“Non si deve tornare ai manicomi servono più medici, non più poliziotti”
Fonte: La stampa
25 aprile 2023 | Monica Serra
Il professore: “La chiave è dedicare tempo ai pazienti legarli ai letti è assurdo, per i casi acuti ci sono i farmaci”
«Non servono poliziotti davanti agli ambulatori. Serve assumere più psichiatri che abbiano il tempo necessario per fare le giuste valutazioni e per le malattie mentali non ci possono essere liste d’attesa». Il tono pacato del professore Vittorino Andreoli, specializzato in psichiatria, neurologia e farmacologia, si infervora. Il caso della collega della clinica universitaria del Santa Chiara di Pisa, Barbara Capovani, massacrata a colpi di spranga da un ex paziente genera «un grandissimo dolore» in lui come in tutta la comunità scientifica. «I manicomi erano un obbrobrio, io stesso ne ho chiuso uno - spiega Andreoli - ma i reparti di Diagnosi e cura presenti in Italia non sono sufficienti per curare i disturbi deliranti (schizofrenia, maniacalità, paranoia), che possono portare alla violenza nei confronti degli altri, e la depressione melanconica, che può portare a gesti di autolesionismo anche estremi. Per queste patologie, che si presentano soltanto nel 10, 12 per cento dei casi, servono luoghi di cura prolungata in cui la degenza possa durare uno o due mesi e non 15 giorni al massimo come accade nei reparti oggi».

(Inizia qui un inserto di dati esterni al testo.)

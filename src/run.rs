//! Analysis run lifecycle and backend orchestration
//!
//! An [`AnalysisRun`] moves `Queued -> Running -> Completed | Failed` and is
//! mutated only here: backends return their results and the orchestrator
//! merges them at one synchronization point, so the aggregate needs no
//! locks. A backend that fails or times out becomes a structured warning and
//! the run continues; the run itself only fails when no backend produced any
//! signal, the project had nothing to analyze, or it was cancelled.
//!
//! Merging is ordered by backend name, never by completion order, so the
//! final issue list and score are independent of scheduling.

use std::sync::Arc;
use std::time::{Duration, Instant};

use chrono::{DateTime, Utc};
use tokio::sync::{watch, Semaphore};
use tokio::task::JoinSet;
use uuid::Uuid;

use crate::backend::{
    Backend, BackendContext, BackendFailure, BackendRegistry, FailureKind,
};
use crate::duplication::DuplicatePair;
use crate::error::{EngineError, Result};
use crate::issue::Issue;
use crate::project::Project;
use crate::score::{MetricSet, QualityScore};

/// Tunables for one run
#[derive(Debug, Clone)]
pub struct RunOptions {
    /// Independent time budget for each backend
    pub backend_timeout: Duration,

    /// Maximum number of backends running at once
    pub max_concurrent_backends: usize,
}

impl Default for RunOptions {
    fn default() -> Self {
        Self {
            backend_timeout: Duration::from_secs(120),
            max_concurrent_backends: 4,
        }
    }
}

/// Why a run ended in `Failed`
#[derive(Debug, Clone, PartialEq, Eq)]
pub enum RunFailureReason {
    /// Project path unreadable or no source files discovered
    InvalidProject { message: String },
    /// Every enabled backend failed, or none were enabled
    NoUsableSignal,
    /// External cancellation
    Cancelled { message: String },
}

impl std::fmt::Display for RunFailureReason {
    fn fmt(&self, f: &mut std::fmt::Formatter<'_>) -> std::fmt::Result {
        match self {
            Self::InvalidProject { message } => write!(f, "invalid project: {message}"),
            Self::NoUsableSignal => write!(f, "no backend produced a usable result"),
            Self::Cancelled { message } => write!(f, "cancelled: {message}"),
        }
    }
}

/// Run lifecycle state
#[derive(Debug, Clone, PartialEq)]
pub enum RunStatus {
    Queued,
    Running,
    Completed,
    Failed { reason: RunFailureReason },
}

impl RunStatus {
    pub fn name(&self) -> &'static str {
        match self {
            Self::Queued => "queued",
            Self::Running => "running",
            Self::Completed => "completed",
            Self::Failed { .. } => "failed",
        }
    }

    pub fn is_terminal(&self) -> bool {
        matches!(self, Self::Completed | Self::Failed { .. })
    }
}

/// One analysis execution.
///
/// Owns its issues, metrics and score exclusively; they have no meaning
/// outside this run. The referenced [`Project`] is shared, never owned.
#[derive(Debug)]
pub struct AnalysisRun {
    pub id: Uuid,
    pub project: Arc<Project>,
    pub status: RunStatus,
    pub started_at: Option<DateTime<Utc>>,
    pub finished_at: Option<DateTime<Utc>>,
    pub enabled_backends: Vec<String>,
    pub issues: Vec<Issue>,
    pub metrics: MetricSet,
    pub score: Option<QualityScore>,
    /// Degraded contributors: backends that failed or timed out
    pub warnings: Vec<BackendFailure>,
    pub duplicate_pairs: Vec<DuplicatePair>,
    /// (backend, note) diagnostics surfaced in the technical view
    pub notes: Vec<(String, String)>,
}

impl AnalysisRun {
    pub(crate) fn queued(project: Arc<Project>, enabled_backends: Vec<String>) -> Self {
        Self {
            id: Uuid::new_v4(),
            project,
            status: RunStatus::Queued,
            started_at: None,
            finished_at: None,
            enabled_backends,
            issues: Vec::new(),
            metrics: MetricSet::new(),
            score: None,
            warnings: Vec::new(),
            duplicate_pairs: Vec::new(),
            notes: Vec::new(),
        }
    }

    pub(crate) fn start(&mut self) {
        self.status = RunStatus::Running;
        self.started_at = Some(Utc::now());
    }

    pub(crate) fn complete(&mut self) {
        self.status = RunStatus::Completed;
        self.finished_at = Some(Utc::now());
    }

    pub(crate) fn fail(&mut self, reason: RunFailureReason) {
        tracing::warn!(run = %self.id, %reason, "run failed");
        self.status = RunStatus::Failed { reason };
        self.finished_at = Some(Utc::now());
    }
}

/// Handle for cancelling a run from outside
#[derive(Clone)]
pub struct CancelHandle {
    sender: Arc<watch::Sender<bool>>,
}

impl CancelHandle {
    pub fn cancel(&self) {
        let _ = self.sender.send(true);
    }
}

/// A cancellation pair: keep the handle, pass the receiver to `execute`
pub fn cancellation() -> (CancelHandle, watch::Receiver<bool>) {
    let (sender, receiver) = watch::channel(false);
    (
        CancelHandle {
            sender: Arc::new(sender),
        },
        receiver,
    )
}

/// Resolves only once cancellation is requested; pends forever if the handle
/// is dropped without cancelling.
async fn wait_cancelled(mut receiver: watch::Receiver<bool>) {
    loop {
        if *receiver.borrow() {
            return;
        }
        if receiver.changed().await.is_err() {
            std::future::pending::<()>().await;
        }
    }
}

/// Dispatches backends and owns every mutation of the run aggregate
pub struct Orchestrator {
    registry: BackendRegistry,
    options: RunOptions,
}

impl Orchestrator {
    pub fn new(registry: BackendRegistry, options: RunOptions) -> Self {
        Self { registry, options }
    }

    /// Execute one run.
    ///
    /// Returns `Err` only for pre-run validation faults (an unknown backend
    /// name). Everything after the run starts ends in a terminal run: either
    /// `Completed`, possibly degraded, or `Failed` with a specific reason.
    pub async fn execute(
        &self,
        project: Arc<Project>,
        backend_names: &[String],
        cancel: watch::Receiver<bool>,
    ) -> Result<AnalysisRun> {
        let mut backends = Vec::with_capacity(backend_names.len());
        for name in backend_names {
            let backend = self
                .registry
                .get(name)
                .ok_or_else(|| EngineError::validation(format!("unknown backend: {name}")))?;
            backends.push(backend);
        }

        let mut run = AnalysisRun::queued(project.clone(), backend_names.to_vec());
        tracing::info!(run = %run.id, backends = ?backend_names, "run queued");

        let files = match project.discover_files() {
            Ok(files) => files,
            Err(e) => {
                run.fail(RunFailureReason::InvalidProject {
                    message: e.to_string(),
                });
                return Ok(run);
            }
        };
        if files.is_empty() {
            run.fail(RunFailureReason::InvalidProject {
                message: format!("no readable source files under {}", project.root().display()),
            });
            return Ok(run);
        }
        if backends.is_empty() {
            run.fail(RunFailureReason::NoUsableSignal);
            return Ok(run);
        }

        run.start();
        let files = Arc::new(files);
        let semaphore = Arc::new(Semaphore::new(self.options.max_concurrent_backends.max(1)));
        let timeout = self.options.backend_timeout;

        let mut tasks = JoinSet::new();
        for backend in backends {
            let ctx = BackendContext {
                project: Arc::clone(&project),
                files: Arc::clone(&files),
                deadline: timeout,
            };
            let semaphore = Arc::clone(&semaphore);
            let cancel = cancel.clone();
            tasks.spawn(run_one_backend(backend, ctx, semaphore, cancel, timeout));
        }

        let mut outcomes = Vec::new();
        while let Some(joined) = tasks.join_next().await {
            match joined {
                Ok(outcome) => outcomes.push(outcome),
                Err(e) => outcomes.push((
                    "backend".to_string(),
                    Err(BackendFailure::internal("backend", e.to_string())),
                    Duration::ZERO,
                )),
            }
        }

        // Merge in name order: the result must not depend on which backend
        // finished first.
        outcomes.sort_by(|a, b| a.0.cmp(&b.0));

        let mut successes = 0usize;
        for (name, result, elapsed) in outcomes {
            match result {
                Ok(report) => {
                    successes += 1;
                    tracing::info!(
                        backend = %name,
                        issues = report.issues.len(),
                        elapsed_ms = elapsed.as_millis() as u64,
                        "backend completed"
                    );
                    for contribution in &report.metrics {
                        run.metrics.record(&name, contribution);
                    }
                    run.issues.extend(report.issues);
                    run.duplicate_pairs.extend(report.duplicate_pairs);
                    for note in report.notes {
                        run.notes.push((name.clone(), note));
                    }
                }
                Err(failure) => {
                    tracing::warn!(backend = %name, %failure, "backend degraded");
                    run.warnings.push(failure);
                }
            }
        }

        if *cancel.borrow() {
            run.fail(RunFailureReason::Cancelled {
                message: "cancellation requested by caller".to_string(),
            });
            return Ok(run);
        }

        if successes == 0 {
            run.fail(RunFailureReason::NoUsableSignal);
            return Ok(run);
        }

        run.metrics.fill_defaults();
        run.score = Some(QualityScore::from_metrics(&run.metrics));
        run.complete();
        tracing::info!(
            run = %run.id,
            score = ?run.score.as_ref().map(|s| s.overall),
            "run completed"
        );
        Ok(run)
    }
}

type BackendOutcome = (
    String,
    std::result::Result<crate::backend::BackendReport, BackendFailure>,
    Duration,
);

async fn run_one_backend(
    backend: Arc<dyn Backend>,
    ctx: BackendContext,
    semaphore: Arc<Semaphore>,
    cancel: watch::Receiver<bool>,
    timeout: Duration,
) -> BackendOutcome {
    let name = backend.name().to_string();
    let _permit = match semaphore.acquire_owned().await {
        Ok(permit) => permit,
        Err(_) => {
            return (
                name.clone(),
                Err(BackendFailure::internal(name, "scheduler shut down")),
                Duration::ZERO,
            )
        }
    };

    if *cancel.borrow() {
        return (
            name.clone(),
            Err(BackendFailure::new(
                name,
                FailureKind::Cancelled,
                "run cancelled before backend started",
            )),
            Duration::ZERO,
        );
    }

    let started = Instant::now();
    // Dropping the backend future on cancellation/timeout kills any
    // subprocess it spawned (kill_on_drop); detached blocking parse work
    // finishes in the background and its result is discarded.
    let result = tokio::select! {
        outcome = tokio::time::timeout(timeout, backend.run(ctx)) => match outcome {
            Ok(result) => result,
            Err(_) => Err(BackendFailure::timeout(name.clone(), timeout)),
        },
        _ = wait_cancelled(cancel.clone()) => Err(BackendFailure::new(
            name.clone(),
            FailureKind::Cancelled,
            "run cancelled while backend was in flight",
        )),
    };
    (name, result, started.elapsed())
}

/// Run an analysis synchronously with the default backend registry.
///
/// This is the invocation boundary: synchronous from the caller's point of
/// view, internally asynchronous.
pub fn run_analysis(
    project: Project,
    backend_names: &[String],
    options: RunOptions,
) -> Result<AnalysisRun> {
    let registry = BackendRegistry::with_defaults();
    run_analysis_with(registry, project, backend_names, options)
}

/// Like [`run_analysis`] but against a caller-supplied registry
pub fn run_analysis_with(
    registry: BackendRegistry,
    project: Project,
    backend_names: &[String],
    options: RunOptions,
) -> Result<AnalysisRun> {
    let orchestrator = Orchestrator::new(registry, options);
    let runtime = tokio::runtime::Runtime::new()?;
    let (_handle, receiver) = cancellation();
    runtime.block_on(orchestrator.execute(Arc::new(project), backend_names, receiver))
}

Professore, che differenza c’è con gli ospedali psichiatrici?
«Non c’entrano nulla. Parlo di strutture più piccole per 40/50 pazienti al massimo se pensate a livello regionale e non per 5 mila come era il Santa Maria della Pietà di Roma o 1.200 come il San Giacomo di Verona. E poi ciò che caratterizzava gli ospedali psichiatrici era il modo in cui veniva trattato il paziente. È più ospedale psichiatrico un reparto di Diagnosi e cura in cui ancora oggi in Italia si legano i pazienti -e ce ne sono- rispetto a queste strutture».
Quale dovrebbe essere l’approccio?
«Scientifico, che è quello per cui mi batto da sempre. E che parta dall’osservazione: i medici devono avere il tempo di seguire il paziente, di scegliere i farmaci giusti. In 60 anni di professione, non ho mai legato un paziente ma so usare i farmaci per i casi acuti».
Non tutti lo fanno?
Innanzitutto lo possono fare solo gli psichiatri e non gli psicologi. Che fanno un lavoro utilissimo ma senza la collaborazione con gli psichiatri rischiano di sottovalutare le forme acute, che hanno bisogno di terapie farmacologiche».
Quanto tempo è necessario per capire se un farmaco funziona?
«Almeno 2 o 3 settimane. In molti ambulatori, per via della grande richiesta e delle liste d’attesa -che sono una cosa folle- una visita dura in media 20 minuti. È impossibile fare le giuste valutazioni. E i reparti di Diagnosi e cura hanno al massimo 16 posti letto. Con la richiesta che c’è, il tempo a disposizione non basta neanche a valutare se il farmaco prescritto è quello giusto».